Task> Find each line below containing the word "usize" and copy it.

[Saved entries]

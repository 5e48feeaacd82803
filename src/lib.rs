//! # gamewire
//!
//! Length-framed binary TCP protocol core for game servers.
//!
//! This crate implements the network-facing core of a game server: the binary
//! wire format, per-connection session lifecycle, heartbeat supervision, and
//! message-type dispatch to pluggable business handlers. Game rules,
//! credential issuance, and persistence are external collaborators consumed
//! through narrow trait seams.
//!
//! ## Architecture
//! - [`core`]: wire format (fixed header, message unit, tokio codec)
//! - [`transport`]: connection registry and the TCP server loop
//! - [`protocol`]: session state machines, heartbeat monitor, router
//! - [`service`]: server composition and the authentication seam
//! - [`config`] / [`error`] / [`utils`]: configuration, error taxonomy,
//!   logging, and metrics
//!
//! ## Example
//! ```no_run
//! use std::sync::Arc;
//! use gamewire::config::NetworkConfig;
//! use gamewire::core::message::Message;
//! use gamewire::protocol::session::SessionContext;
//! use gamewire::service::{GameServer, TokenTableAuthenticator};
//!
//! #[tokio::main]
//! async fn main() -> gamewire::error::Result<()> {
//!     let config = NetworkConfig::default();
//!     let auth = TokenTableAuthenticator::new().with_token("tok-1", 42);
//!     let server = GameServer::new(config, auth)?;
//!
//!     server.register_handler(1_001, |_ctx: &SessionContext, msg: &Message| {
//!         Ok(Some(msg.reply(msg.payload.clone())))
//!     })?;
//!
//!     Arc::clone(&server).run().await
//! }
//! ```

pub mod config;
pub mod core;
pub mod error;
pub mod protocol;
pub mod service;
pub mod transport;
pub mod utils;

pub use config::NetworkConfig;
pub use core::codec::FrameCodec;
pub use core::header::{Flags, MessageHeader};
pub use core::message::Message;
pub use error::{ProtocolError, Result};
pub use protocol::heartbeat::HeartbeatMonitor;
pub use protocol::router::{Handler, Router};
pub use protocol::session::{Session, SessionContext, SessionManager, SessionState};
pub use service::{Authenticator, GameServer};
pub use transport::registry::{ConnectionId, ConnectionRegistry};
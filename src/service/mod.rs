//! # Service Layer
//!
//! High-level composition of the protocol core.
//!
//! ## Components
//! - **Server**: wires registry, sessions, heartbeat, and router into one
//!   running TCP server
//! - **Auth**: the credential-verification seam consumed during session
//!   authentication

pub mod auth;
pub mod server;

pub use auth::{Authenticator, TokenTableAuthenticator};
pub use server::GameServer;
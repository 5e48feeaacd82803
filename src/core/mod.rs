//! # Core Protocol Components
//!
//! Low-level frame handling: the fixed binary header, the message unit, and
//! the codec that moves both across byte streams.
//!
//! ## Components
//! - **Header**: fixed 38-byte header with magic bytes, correlation id,
//!   type ranges, and a flag bitset
//! - **Message**: one decoded header + payload unit
//! - **Codec**: tokio codec for framing over byte streams
//!
//! ## Wire Format
//! ```text
//! [Magic(4)] [MessageID(4)] [MessageType(4)] [Flags(2)]
//! [PlayerID(8)] [Timestamp(8)] [Sequence(4)] [Length(4)] [Payload(N)]
//! ```
//!
//! ## Security
//! - Maximum frame size enforced before allocation
//! - Magic bytes checked before any other field is trusted

pub mod codec;
pub mod header;
pub mod message;
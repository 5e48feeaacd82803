//! # Protocol State & Dispatch
//!
//! Session lifecycle, heartbeat supervision, and message-type routing.
//!
//! ## Components
//! - **Session**: per-connection session state machines with a player index
//!   and forced-takeover semantics
//! - **Heartbeat**: single-task liveness probing with missed-count eviction
//! - **Router**: numeric message-type dispatch to registered handlers

pub mod heartbeat;
pub mod router;
pub mod session;

pub use heartbeat::{HeartbeatMonitor, HeartbeatStatus};
pub use router::{Handler, Router};
pub use session::{Session, SessionContext, SessionManager, SessionState};
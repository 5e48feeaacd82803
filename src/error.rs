//! # Error Types
//!
//! Comprehensive error handling for the game-server protocol core.
//!
//! This module defines all error variants that can occur during protocol
//! operations, from low-level framing errors to session and liveness failures.
//!
//! ## Error Categories
//! - **Frame errors**: bad magic, short buffers, oversized frames. These are
//!   connection-fatal; the peer cannot be trusted to parse a response.
//! - **Message errors**: invalid header fields. Recoverable, reported back to
//!   the client with a correlated error response.
//! - **Session errors**: unknown sessions, illegal state transitions.
//! - **Liveness/capacity errors**: dead connections, full outbound queues.
//!   Connection-fatal.
//!
//! All errors implement `std::error::Error` for interoperability.

use std::io;
use thiserror::Error;

/// Primary error type for all protocol operations.
#[derive(Error, Debug)]
pub enum ProtocolError {
    #[error("I/O error: {0}")]
    Io(#[from] io::Error),

    #[error("Serialization error: {0}")]
    Serialization(#[from] bincode::Error),

    /// Fewer bytes available than the fixed header requires.
    #[error("Short buffer: need {needed} bytes, have {available}")]
    ShortBuffer { needed: usize, available: usize },

    /// The first four bytes of a frame did not match the protocol magic.
    #[error("Bad magic: 0x{0:08X}")]
    BadMagic(u32),

    /// Declared payload length exceeds the configured maximum frame size.
    #[error("Frame too large: {0} bytes")]
    OversizedFrame(usize),

    /// Header field validation failed (zero type/id, non-positive timestamp).
    #[error("Invalid message: {0}")]
    InvalidMessage(String),

    /// A handler is already registered for this message type.
    #[error("Handler already registered for message type {0}")]
    HandlerExists(u32),

    /// Business handler returned an error; contained per-message, never
    /// connection-fatal by itself.
    #[error("Handler failed: {0}")]
    HandlerFailed(String),

    #[error("Session not found: {0}")]
    SessionNotFound(String),

    #[error("Illegal session transition: {from} -> {to}")]
    InvalidTransition {
        from: &'static str,
        to: &'static str,
    },

    #[error("Connection not found: {0}")]
    ConnectionNotFound(u64),

    #[error("Connection closed")]
    ConnectionClosed,

    /// Outbound queue full: the client cannot keep up, treated as fatal.
    #[error("Outbound queue full for connection {0}")]
    ChannelFull(u64),

    /// Missed-heartbeat threshold exceeded.
    #[error("Connection {0} declared dead by heartbeat monitor")]
    ConnectionDead(u64),

    #[error("Authentication failed: {0}")]
    AuthFailed(String),

    #[error("Configuration error: {0}")]
    ConfigError(String),

    #[error("Operation timed out")]
    Timeout,

    #[error("Synchronization primitive poisoned: {0}")]
    LockPoisoned(&'static str),
}

/// Type alias for Results using ProtocolError
pub type Result<T> = std::result::Result<T, ProtocolError>;

impl ProtocolError {
    /// Whether this error must terminate the connection.
    ///
    /// Frame-, liveness- and capacity-level errors are fatal; message-,
    /// routing- and handler-level errors are contained per message.
    pub fn is_connection_fatal(&self) -> bool {
        matches!(
            self,
            ProtocolError::Io(_)
                | ProtocolError::ShortBuffer { .. }
                | ProtocolError::BadMagic(_)
                | ProtocolError::OversizedFrame(_)
                | ProtocolError::ConnectionClosed
                | ProtocolError::ChannelFull(_)
                | ProtocolError::ConnectionDead(_)
        )
    }
}

#[cfg(test)]
mod tests {
    use super::*;

    #[test]
    fn frame_errors_are_fatal() {
        assert!(ProtocolError::BadMagic(0xDEAD_BEEF).is_connection_fatal());
        assert!(ProtocolError::ShortBuffer {
            needed: 38,
            available: 4
        }
        .is_connection_fatal());
        assert!(ProtocolError::OversizedFrame(1 << 30).is_connection_fatal());
        assert!(ProtocolError::ChannelFull(7).is_connection_fatal());
    }

    #[test]
    fn message_errors_are_recoverable() {
        assert!(!ProtocolError::InvalidMessage("zero id".into()).is_connection_fatal());
        assert!(!ProtocolError::HandlerFailed("boom".into()).is_connection_fatal());
        assert!(!ProtocolError::SessionNotFound("s-1".into()).is_connection_fatal());
    }
}
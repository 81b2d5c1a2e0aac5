use alloc::{rc::Rc, vec::Vec};
use core::{fmt, ptr};

/// A boolean test over one byte, deciding whether it belongs to a view's
/// logical content.
///
/// Predicates are shared handles: cloning one clones the handle, not the
/// closure, so every clone observes the same captured state. They may close
/// over external state (including interior-mutable counters) and are invoked
/// again at every observation point; results are never memoized.
///
/// The byte is passed by reference into the viewed buffer. Positional
/// predicates such as [`Predicate::within`] rely on that reference pointing
/// into the buffer, so calling a predicate with a copied byte only gives a
/// meaningful answer for predicates that look at the value.
#[derive(Clone, Default)]
pub struct Predicate<'a>(Inner<'a>);

#[derive(Clone, Default)]
enum Inner<'a> {
    #[default]
    AcceptAll,
    Custom(Rc<dyn Fn(&u8) -> bool + 'a>),
}

impl<'a> Predicate<'a> {
    /// Wraps a closure.
    pub fn new<F>(f: F) -> Self
    where
        F: Fn(&u8) -> bool + 'a,
    {
        Predicate(Inner::Custom(Rc::new(f)))
    }

    /// The default predicate: every byte is accepted.
    #[must_use]
    pub fn accept_all() -> Self {
        Predicate(Inner::AcceptAll)
    }

    /// `true` for the default predicate built by [`Predicate::accept_all`] or
    /// [`Default`]. A custom closure that happens to accept everything is not
    /// recognized.
    #[must_use]
    pub fn is_accept_all(&self) -> bool {
        matches!(self.0, Inner::AcceptAll)
    }

    /// Evaluates the predicate.
    #[inline]
    #[must_use]
    pub fn test(&self, c: &u8) -> bool {
        match &self.0 {
            Inner::AcceptAll => true,
            Inner::Custom(f) => f(c),
        }
    }

    /// Logical AND of `predicates`, evaluated in order and stopping at the
    /// first rejection. An empty sequence accepts everything.
    pub fn all<I>(predicates: I) -> Self
    where
        I: IntoIterator<Item = Predicate<'a>>,
    {
        let predicates: Vec<_> = predicates
            .into_iter()
            .filter(|p| !p.is_accept_all())
            .collect();
        match predicates.len() {
            0 => Predicate::accept_all(),
            1 => predicates.into_iter().next().unwrap_or_default(),
            _ => Predicate::new(move |c| predicates.iter().all(|p| p.test(c))),
        }
    }

    /// Restricts `self` to bytes stored inside `span`.
    ///
    /// The bounds are captured as addresses when this is called, so the
    /// result accepts a byte only if the reference it is given points into
    /// `span` and `self` accepts it. The position check runs first; `self` is
    /// never invoked for bytes outside the span.
    #[must_use]
    pub fn within(self, span: &[u8]) -> Self {
        let bounds = span.as_ptr_range();
        let (start, end) = (bounds.start.addr(), bounds.end.addr());
        Predicate::new(move |c| {
            let at = ptr::from_ref(c).addr();
            start <= at && at < end && self.test(c)
        })
    }
}

impl<'a, F> From<F> for Predicate<'a>
where
    F: Fn(&u8) -> bool + 'a,
{
    fn from(f: F) -> Self {
        Predicate::new(f)
    }
}

impl fmt::Debug for Predicate<'_> {
    fn fmt(&self, f: &mut fmt::Formatter<'_>) -> fmt::Result {
        match self.0 {
            Inner::AcceptAll => f.write_str("Predicate(AcceptAll)"),
            Inner::Custom(_) => f.write_str("Predicate(<closure>)"),
        }
    }
}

Exercise response>
    ShortBuffer { needed: usize, available: usize },
    OversizedFrame(usize),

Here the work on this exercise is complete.